#### Exercise details
Retype the data below without altering anything.

____ Entries provided

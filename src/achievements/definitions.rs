//! Achievement definitions.

use rusqlite::{params, Connection};

use super::types::{Achievement, AchievementTier, RequirementKind};
use crate::storage::DatabaseError;

/// Get all built-in achievement definitions
pub fn all_achievements() -> Vec<Achievement> {
    let mut achievements = Vec::new();

    achievements.extend(completion_achievements());
    achievements.extend(streak_achievements());
    achievements.extend(xp_achievements());
    achievements.extend(social_achievements());
    achievements.extend(special_achievements());

    achievements
}

fn completion_achievements() -> Vec<Achievement> {
    vec![
        Achievement::new(
            "first_step",
            "First Step",
            "Complete your first habit",
            RequirementKind::TotalCompletions,
            1,
            AchievementTier::Bronze,
        )
        .with_reward(20, 10),
        Achievement::new(
            "habit_builder",
            "Habit Builder",
            "Complete 25 habits",
            RequirementKind::TotalCompletions,
            25,
            AchievementTier::Silver,
        )
        .with_reward(100, 50),
        Achievement::new(
            "centurion",
            "Centurion",
            "Complete 100 habits",
            RequirementKind::TotalCompletions,
            100,
            AchievementTier::Gold,
        )
        .with_reward(300, 150),
    ]
}

// Streak values stay within the default seven-day window
fn streak_achievements() -> Vec<Achievement> {
    vec![
        Achievement::new(
            "on_a_roll",
            "On a Roll",
            "Keep a 3 day streak",
            RequirementKind::StreakDays,
            3,
            AchievementTier::Bronze,
        )
        .with_reward(30, 15),
        Achievement::new(
            "week_warrior",
            "Week Warrior",
            "Keep a 7 day streak",
            RequirementKind::StreakDays,
            7,
            AchievementTier::Silver,
        )
        .with_reward(100, 50),
    ]
}

fn xp_achievements() -> Vec<Achievement> {
    vec![
        Achievement::new(
            "xp_500",
            "Rising Star",
            "Earn 500 XP",
            RequirementKind::TotalXp,
            500,
            AchievementTier::Bronze,
        )
        .with_reward(50, 25),
        Achievement::new(
            "xp_5000",
            "Seasoned",
            "Earn 5,000 XP",
            RequirementKind::TotalXp,
            5_000,
            AchievementTier::Gold,
        )
        .with_reward(250, 125),
        Achievement::new(
            "level_10",
            "Double Digits",
            "Reach level 10",
            RequirementKind::UserLevel,
            10,
            AchievementTier::Diamond,
        )
        .with_reward(500, 250),
        Achievement::new(
            "area_expert",
            "Area Expert",
            "Reach level 5 in any life area",
            RequirementKind::AreaLevel,
            5,
            AchievementTier::Silver,
        )
        .with_reward(150, 75),
    ]
}

fn social_achievements() -> Vec<Achievement> {
    vec![
        Achievement::new(
            "first_friend",
            "Better Together",
            "Add your first friend",
            RequirementKind::FriendCount,
            1,
            AchievementTier::Bronze,
        )
        .with_reward(20, 10),
        Achievement::new(
            "squad",
            "Squad Goals",
            "Have 5 friends",
            RequirementKind::FriendCount,
            5,
            AchievementTier::Silver,
        )
        .with_reward(75, 40),
    ]
}

fn special_achievements() -> Vec<Achievement> {
    vec![Achievement::new(
        "perfect_week",
        "Perfect Week",
        "Complete at least one habit every day for a full week",
        RequirementKind::PerfectWeek,
        1,
        AchievementTier::Gold,
    )
    .with_reward(200, 100)]
}

/// Insert the built-in definitions, leaving existing rows untouched.
pub fn seed_achievements(conn: &Connection) -> Result<usize, DatabaseError> {
    let mut inserted = 0;
    for achievement in all_achievements() {
        inserted += insert_achievement(conn, &achievement)?;
    }
    if inserted > 0 {
        tracing::info!("Seeded {} achievement definitions", inserted);
    }
    Ok(inserted)
}

/// Insert one definition if its key is not taken. Returns rows inserted.
pub fn insert_achievement(conn: &Connection, achievement: &Achievement) -> Result<usize, DatabaseError> {
    conn.execute(
        "INSERT OR IGNORE INTO achievements
         (key, name, description, requirement_type, requirement_value, tier, xp_reward, points_reward)
         VALUES (?1, ?2, ?3, ?4, ?5, ?6, ?7, ?8)",
        params![
            achievement.key,
            achievement.name,
            achievement.description,
            achievement.requirement.as_str(),
            achievement.requirement_value,
            achievement.tier.as_str(),
            achievement.xp_reward,
            achievement.points_reward,
        ],
    )
    .map_err(DatabaseError::from)
}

________

#### Your solution
filename src/achievements/definitions.rs
//! Achievement definitions.

use rusqlite::{params, Connection};

use super::types::{Achievement, AchievementTier, RequirementKind};
use crate::storage::DatabaseError;

/// Get all built-in achievement definitions
pub fn all_achievements() -> Vec<Achievement> {
    let mut achievements = Vec::new();

    achievements.extend(completion_achievements());
    achievements.extend(streak_achievements());
    achievements.extend(xp_achievements());
    achievements.extend(social_achievements());
    achievements.extend(special_achievements());

    achievements
}

fn completion_achievements() -> Vec<Achievement> {
    vec![
        Achievement::new(
            "first_step",
            "First Step",
            "Complete your first habit",
            RequirementKind::TotalCompletions,
            1,
            AchievementTier::Bronze,
        )
        .with_reward(20, 10),
        Achievement::new(
            "habit_builder",
            "Habit Builder",
            "Complete 25 habits",
            RequirementKind::TotalCompletions,
            25,
            AchievementTier::Silver,
        )
        .with_reward(100, 50),
        Achievement::new(
            "centurion",
            "Centurion",
            "Complete 100 habits",
            RequirementKind::TotalCompletions,
            100,
            AchievementTier::Gold,
        )
        .with_reward(300, 150),
    ]
}

// Streak values stay within the default seven-day window
fn streak_achievements() -> Vec<Achievement> {
    vec![
        Achievement::new(
            "on_a_roll",
            "On a Roll",
            "Keep a 3 day streak",
            RequirementKind::StreakDays,
            3,
            AchievementTier::Bronze,
        )
        .with_reward(30, 15),
        Achievement::new(
            "week_warrior",
            "Week Warrior",
            "Keep a 7 day streak",
            RequirementKind::StreakDays,
            7,
            AchievementTier::Silver,
        )
        .with_reward(100, 50),
    ]
}

fn xp_achievements() -> Vec<Achievement> {
    vec![
        Achievement::new(
            "xp_500",
            "Rising Star",
            "Earn 500 XP",
            RequirementKind::TotalXp,
            500,
            AchievementTier::Bronze,
        )
        .with_reward(50, 25),
        Achievement::new(
            "xp_5000",
            "Seasoned",
            "Earn 5,000 XP",
            RequirementKind::TotalXp,
            5_000,
            AchievementTier::Gold,
        )
        .with_reward(250, 125),
        Achievement::new(
            "level_10",
            "Double Digits",
            "Reach level 10",
            RequirementKind::UserLevel,
            10,
            AchievementTier::Diamond,
        )
        .with_reward(500, 250),
        Achievement::new(
            "area_expert",
            "Area Expert",
            "Reach level 5 in any life area",
            RequirementKind::AreaLevel,
            5,
            AchievementTier::Silver,
        )
        .with_reward(150, 75),
    ]
}

fn social_achievements() -> Vec<Achievement> {
    vec![
        Achievement::new(
            "first_friend",
            "Better Together",
            "Add your first friend",
            RequirementKind::FriendCount,
            1,
            AchievementTier::Bronze,
        )
        .with_reward(20, 10),
        Achievement::new(
            "squad",
            "Squad Goals",
            "Have 5 friends",
            RequirementKind::FriendCount,
            5,
            AchievementTier::Silver,
        )
        .with_reward(75, 40),
    ]
}

fn special_achievements() -> Vec<Achievement> {
    vec![Achievement::new(
        "perfect_week",
        "Perfect Week",
        "Complete at least one habit every day for a full week",
        RequirementKind::PerfectWeek,
        1,
        AchievementTier::Gold,
    )
    .with_reward(200, 100)]
}

/// Insert the built-in definitions, leaving existing rows untouched.
pub fn seed_achievements(conn: &Connection) -> Result<usize, DatabaseError> {
    let mut inserted = 0;
    for achievement in all_achievements() {
        inserted += insert_achievement(conn, &achievement)?;
    }
    if inserted > 0 {
        tracing::info!("Seeded {} achievement definitions", inserted);
    }
    Ok(inserted)
}

/// Insert one definition if its key is not taken. Returns rows inserted.
pub fn insert_achievement(conn: &Connection, achievement: &Achievement) -> Result<usize, DatabaseError> {
    conn.execute(
        "INSERT OR IGNORE INTO achievements
         (key, name, description, requirement_type, requirement_value, tier, xp_reward, points_reward)
         VALUES (?1, ?2, ?3, ?4, ?5, ?6, ?7, ?8)",
        params![
            achievement.key,
            achievement.name,
            achievement.description,
            achievement.requirement.as_str(),
            achievement.requirement_value,
            achievement.tier.as_str(),
            achievement.xp_reward,
            achievement.points_reward,
        ],
    )
    .map_err(DatabaseError::from)
}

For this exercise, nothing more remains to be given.